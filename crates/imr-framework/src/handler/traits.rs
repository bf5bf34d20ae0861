//! The [`Handler`] trait.
//!
//! Handlers are plain async functions whose first parameter is the owning
//! object (as `Arc<O>`) and whose remaining parameters implement
//! [`FromBound`]. The trait is implemented for such functions of up to
//! twelve bound parameters, so owners can register their methods directly:
//!
//! ```rust,ignore
//! struct Calculator;
//!
//! impl Calculator {
//!     async fn add(self: Arc<Self>, a: i32, b: i32) -> String {
//!         (a + b).to_string()
//!     }
//! }
//!
//! Route::new(r"add -?\d+ -?\d+", Calculator::add)
//!     .params([ParamSpec::TokenIndexAsInt(1), ParamSpec::TokenIndexAsInt(2)])
//!     .reply(ReplyKind::Words);
//! ```

use std::sync::Arc;

use futures::future::BoxFuture;

use super::output::{HandlerOutput, IntoHandlerOutput};
use crate::binder::{BoundArgs, FromBound};
use crate::descriptor::ValueKind;
use crate::error::{InvocationError, InvocationResult};

/// A handler owned by objects of type `O`.
///
/// `T` is a marker for the parameter tuple and only exists to keep the
/// arity implementations apart.
pub trait Handler<O, T>: Clone + Send + Sync + 'static {
    /// The kinds of the handler's bound parameters, in order.
    fn param_kinds() -> Vec<ValueKind>;

    /// Calls the handler with its owner and bound arguments.
    fn call(
        self,
        owner: Arc<O>,
        args: BoundArgs,
    ) -> BoxFuture<'static, InvocationResult<HandlerOutput>>;
}

/// Type-erased handler stored in the route table.
///
/// Holds the owner weakly; calling it after the owner is gone fails with
/// [`InvocationError::OwnerDropped`].
pub type ErasedHandler =
    Arc<dyn Fn(BoundArgs) -> BoxFuture<'static, InvocationResult<HandlerOutput>> + Send + Sync>;

macro_rules! impl_handler {
    (
        $($ty:ident),*
    ) => {
        #[allow(non_snake_case, unused_assignments, unused_mut, unused_variables)]
        impl<O, F, Fut, Res, $($ty,)*> Handler<O, ($($ty,)*)> for F
        where
            O: Send + Sync + 'static,
            F: FnOnce(Arc<O>, $($ty,)*) -> Fut + Clone + Send + Sync + 'static,
            Fut: Future<Output = Res> + Send + 'static,
            Res: IntoHandlerOutput,
            $( $ty: FromBound + Send + 'static, )*
        {
            fn param_kinds() -> Vec<ValueKind> {
                vec![$($ty::KIND,)*]
            }

            fn call(
                self,
                owner: Arc<O>,
                args: BoundArgs,
            ) -> BoxFuture<'static, InvocationResult<HandlerOutput>> {
                Box::pin(async move {
                    let mut args = args.into_iter();
                    let mut position = 0usize;
                    $(
                        let $ty = args
                            .next()
                            .and_then($ty::from_bound)
                            .ok_or(InvocationError::ArgumentMismatch { position })?;
                        position += 1;
                    )*

                    let res = (self)(owner, $($ty,)*).await;
                    res.into_handler_output().map_err(InvocationError::Handler)
                })
            }
        }
    };
}

impl_handler!();
impl_handler!(T1);
impl_handler!(T1, T2);
impl_handler!(T1, T2, T3);
impl_handler!(T1, T2, T3, T4);
impl_handler!(T1, T2, T3, T4, T5);
impl_handler!(T1, T2, T3, T4, T5, T6);
impl_handler!(T1, T2, T3, T4, T5, T6, T7);
impl_handler!(T1, T2, T3, T4, T5, T6, T7, T8);
impl_handler!(T1, T2, T3, T4, T5, T6, T7, T8, T9);
impl_handler!(T1, T2, T3, T4, T5, T6, T7, T8, T9, T10);
impl_handler!(T1, T2, T3, T4, T5, T6, T7, T8, T9, T10, T11);
impl_handler!(T1, T2, T3, T4, T5, T6, T7, T8, T9, T10, T11, T12);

-------

▶ [EXERCISE GOAL]
All of the entries above need to be reproduced verbatim.

▶ [SOLUTION]
filename crates/imr-framework/src/handler/traits.rs
repository bf5bf34d20ae0861
//! The [`Handler`] trait.
//!
//! Handlers are plain async functions whose first parameter is the owning
//! object (as `Arc<O>`) and whose remaining parameters implement
//! [`FromBound`]. The trait is implemented for such functions of up to
//! twelve bound parameters, so owners can register their methods directly:
//!
//! ```rust,ignore
//! struct Calculator;
//!
//! impl Calculator {
//!     async fn add(self: Arc<Self>, a: i32, b: i32) -> String {
//!         (a + b).to_string()
//!     }
//! }
//!
//! Route::new(r"add -?\d+ -?\d+", Calculator::add)
//!     .params([ParamSpec::TokenIndexAsInt(1), ParamSpec::TokenIndexAsInt(2)])
//!     .reply(ReplyKind::Words);
//! ```

use std::sync::Arc;

use futures::future::BoxFuture;

use super::output::{HandlerOutput, IntoHandlerOutput};
use crate::binder::{BoundArgs, FromBound};
use crate::descriptor::ValueKind;
use crate::error::{InvocationError, InvocationResult};

/// A handler owned by objects of type `O`.
///
/// `T` is a marker for the parameter tuple and only exists to keep the
/// arity implementations apart.
pub trait Handler<O, T>: Clone + Send + Sync + 'static {
    /// The kinds of the handler's bound parameters, in order.
    fn param_kinds() -> Vec<ValueKind>;

    /// Calls the handler with its owner and bound arguments.
    fn call(
        self,
        owner: Arc<O>,
        args: BoundArgs,
    ) -> BoxFuture<'static, InvocationResult<HandlerOutput>>;
}

/// Type-erased handler stored in the route table.
///
/// Holds the owner weakly; calling it after the owner is gone fails with
/// [`InvocationError::OwnerDropped`].
pub type ErasedHandler =
    Arc<dyn Fn(BoundArgs) -> BoxFuture<'static, InvocationResult<HandlerOutput>> + Send + Sync>;

macro_rules! impl_handler {
    (
        $($ty:ident),*
    ) => {
        #[allow(non_snake_case, unused_assignments, unused_mut, unused_variables)]
        impl<O, F, Fut, Res, $($ty,)*> Handler<O, ($($ty,)*)> for F
        where
            O: Send + Sync + 'static,
            F: FnOnce(Arc<O>, $($ty,)*) -> Fut + Clone + Send + Sync + 'static,
            Fut: Future<Output = Res> + Send + 'static,
            Res: IntoHandlerOutput,
            $( $ty: FromBound + Send + 'static, )*
        {
            fn param_kinds() -> Vec<ValueKind> {
                vec![$($ty::KIND,)*]
            }

            fn call(
                self,
                owner: Arc<O>,
                args: BoundArgs,
            ) -> BoxFuture<'static, InvocationResult<HandlerOutput>> {
                Box::pin(async move {
                    let mut args = args.into_iter();
                    let mut position = 0usize;
                    $(
                        let $ty = args
                            .next()
                            .and_then($ty::from_bound)
                            .ok_or(InvocationError::ArgumentMismatch { position })?;
                        position += 1;
                    )*

                    let res = (self)(owner, $($ty,)*).await;
                    res.into_handler_output().map_err(InvocationError::Handler)
                })
            }
        }
    };
}

impl_handler!();
impl_handler!(T1);
impl_handler!(T1, T2);
impl_handler!(T1, T2, T3);
impl_handler!(T1, T2, T3, T4);
impl_handler!(T1, T2, T3, T4, T5);
impl_handler!(T1, T2, T3, T4, T5, T6);
impl_handler!(T1, T2, T3, T4, T5, T6, T7);
impl_handler!(T1, T2, T3, T4, T5, T6, T7, T8);
impl_handler!(T1, T2, T3, T4, T5, T6, T7, T8, T9);
impl_handler!(T1, T2, T3, T4, T5, T6, T7, T8, T9, T10);
impl_handler!(T1, T2, T3, T4, T5, T6, T7, T8, T9, T10, T11);
impl_handler!(T1, T2, T3, T4, T5, T6, T7, T8, T9, T10, T11, T12);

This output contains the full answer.